In gridiron football, the red zone is the area of the field between the 20-yard line and the goal line. The red zone official meaning is the scoring zone during the process of playing the game and, though some professional stadiums may have a decorative stripe indicating the 20-yard line (usually either team colors, or a red-white-blue stripe; some fields have it placed at the 25-yard line instead), the zone is not red-colored, and merely a statistical delineation. The term is mostly for statistical, psychological, and commercial advertising purposes (radio networks have been known to sell sponsorship of the red zone whenever the home team enters it). It is said to be a place where the chances of scoring are statistically higher.

Being closer to the end zone, play while in the red zone involves closer cramping of the offense and defense. The short field of play means safeties have a smaller area to worry about defending, wide receivers do not have to run as far, and passes are not thrown as far. Though the distance to the goal line is less than other parts of the field, with all defenders being crammed into a smaller space and having less room to worry about defending, advancing the ball and ultimately scoring may be more difficult. 
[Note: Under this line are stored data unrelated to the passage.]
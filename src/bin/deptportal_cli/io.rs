#![deny(clippy::all, clippy::pedantic)]

use std::fs;
use std::path::{Path, PathBuf};

use deptportal::transport::FileUpload;

use crate::context::CliError;

pub fn read_value(val: Option<String>, file: Option<PathBuf>) -> Result<String, CliError> {
    if let Some(path) = file {
        read_text(&path)
    } else if let Some(v) = val {
        Ok(v)
    } else {
        Err(CliError::InvalidInput("value required".into()))
    }
}

pub fn read_secret(file: Option<PathBuf>, env: Option<String>) -> Result<String, CliError> {
    match (file, env) {
        (Some(path), _) => Ok(read_text(&path)?.trim().to_string()),
        (None, Some(value)) => Ok(value),
        (None, None) => Err(CliError::InvalidInput(
            "password is required (use --password-file or DEPTPORTAL_PASSWORD)".into(),
        )),
    }
}

pub fn read_upload(path: &Path) -> Result<FileUpload, CliError> {
    let bytes = fs::read(path).map_err(|source| input_error(path, source))?;
    let file_name = path
        .file_name()
        .and_then(|name| name.to_str())
        .unwrap_or("upload.bin")
        .to_string();
    let upload = FileUpload::new(file_name, bytes);
    Ok(match mime_guess::from_path(path).first() {
        Some(mime) => upload.with_content_type(mime.essence_str()),
        None => upload,
    })
}

pub fn read_upload_opt(path: Option<&Path>) -> Result<Option<FileUpload>, CliError> {
    path.map(read_upload).transpose()
}

fn read_text(path: &Path) -> Result<String, CliError> {
    fs::read_to_string(path).map_err(|source| input_error(path, source))
}

fn input_error(path: &Path, source: std::io::Error) -> CliError {
    CliError::InputFile {
        path: path.display().to_string(),
        source,
    }
}
//! Multipart bodies for file uploads.
//!
//! Bodies are kept as plain data until send time so a request can be cloned and
//! logged. The HTTP client sets the `Content-Type` header (with its boundary)
//! itself; nothing here overrides it.

use bytes::Bytes;
use reqwest::multipart::{Form, Part};

use super::error::ApiError;

/// A file attached to a multipart request.
#[derive(Debug, Clone, PartialEq, Eq)]
pub struct FileUpload {
    pub file_name: String,
    pub content_type: Option<String>,
    pub bytes: Bytes,
}

impl FileUpload {
    pub fn new(file_name: impl Into<String>, bytes: impl Into<Bytes>) -> Self {
        Self {
            file_name: file_name.into(),
            content_type: None,
            bytes: bytes.into(),
        }
    }

    pub fn with_content_type(mut self, content_type: impl Into<String>) -> Self {
        self.content_type = Some(content_type.into());
        self
    }
}

#[derive(Debug, Clone, PartialEq, Eq)]
pub enum FieldValue {
    Text(String),
    File(FileUpload),
}

#[derive(Debug, Clone, PartialEq, Eq)]
pub struct MultipartField {
    pub name: String,
    pub value: FieldValue,
}

#[derive(Debug, Clone, PartialEq, Eq, Default)]
pub struct MultipartBody {
    fields: Vec<MultipartField>,
}

impl MultipartBody {
    pub fn new() -> Self {
        Self::default()
    }

    pub fn text(mut self, name: impl Into<String>, value: impl Into<String>) -> Self {
        self.fields.push(MultipartField {
            name: name.into(),
            value: FieldValue::Text(value.into()),
        });
        self
    }

    /// Add a text field only when a value is present.
    pub fn text_opt(self, name: impl Into<String>, value: Option<impl Into<String>>) -> Self {
        match value {
            Some(value) => self.text(name, value),
            None => self,
        }
    }

    pub fn file(mut self, name: impl Into<String>, file: FileUpload) -> Self {
        self.fields.push(MultipartField {
            name: name.into(),
            value: FieldValue::File(file),
        });
        self
    }

    pub fn file_opt(self, name: impl Into<String>, file: Option<FileUpload>) -> Self {
        match file {
            Some(file) => self.file(name, file),
            None => self,
        }
    }

    pub fn fields(&self) -> &[MultipartField] {
        &self.fields
    }

    pub fn field(&self, name: &str) -> Option<&FieldValue> {
        self.fields
            .iter()
            .find(|field| field.name == name)
            .map(|field| &field.value)
    }

    pub(crate) fn into_form(self) -> Result<Form, ApiError> {
        let mut form = Form::new();
        for field in self.fields {
            form = match field.value {
                FieldValue::Text(value) => form.text(field.name, value),
                FieldValue::File(file) => {
                    let mut part = Part::bytes(file.bytes.to_vec()).file_name(file.file_name);
                    if let Some(content_type) = file.content_type.as_deref() {
                        part = part
                            .mime_str(content_type)
                            .map_err(|e| ApiError::request(e.to_string()))?;
                    }
                    form.part(field.name, part)
                }
            };
        }
        Ok(form)
    }
}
The player spacing issues are less of a factor in Canadian football, where the end zones are significantly deeper and wider than in American football.

For all but the weakest amateur kickers, the red zone is universally within field goal range, assuring that points will be scored on a drive unless the team on offense commits a turnover, or a field goal is blocked or missed. As a result, ball control is a greater priority in most red zone situations.

In the "Kansas Playoff" method of settling ties, play starts just outside the red zone, at the 25-yard line, thus most plays in that method occur in the red zone as the ball is advanced.
While the term “red zone” is often attributed to Joe Gibbs, the term was used by Steve Eskey as early as 1979.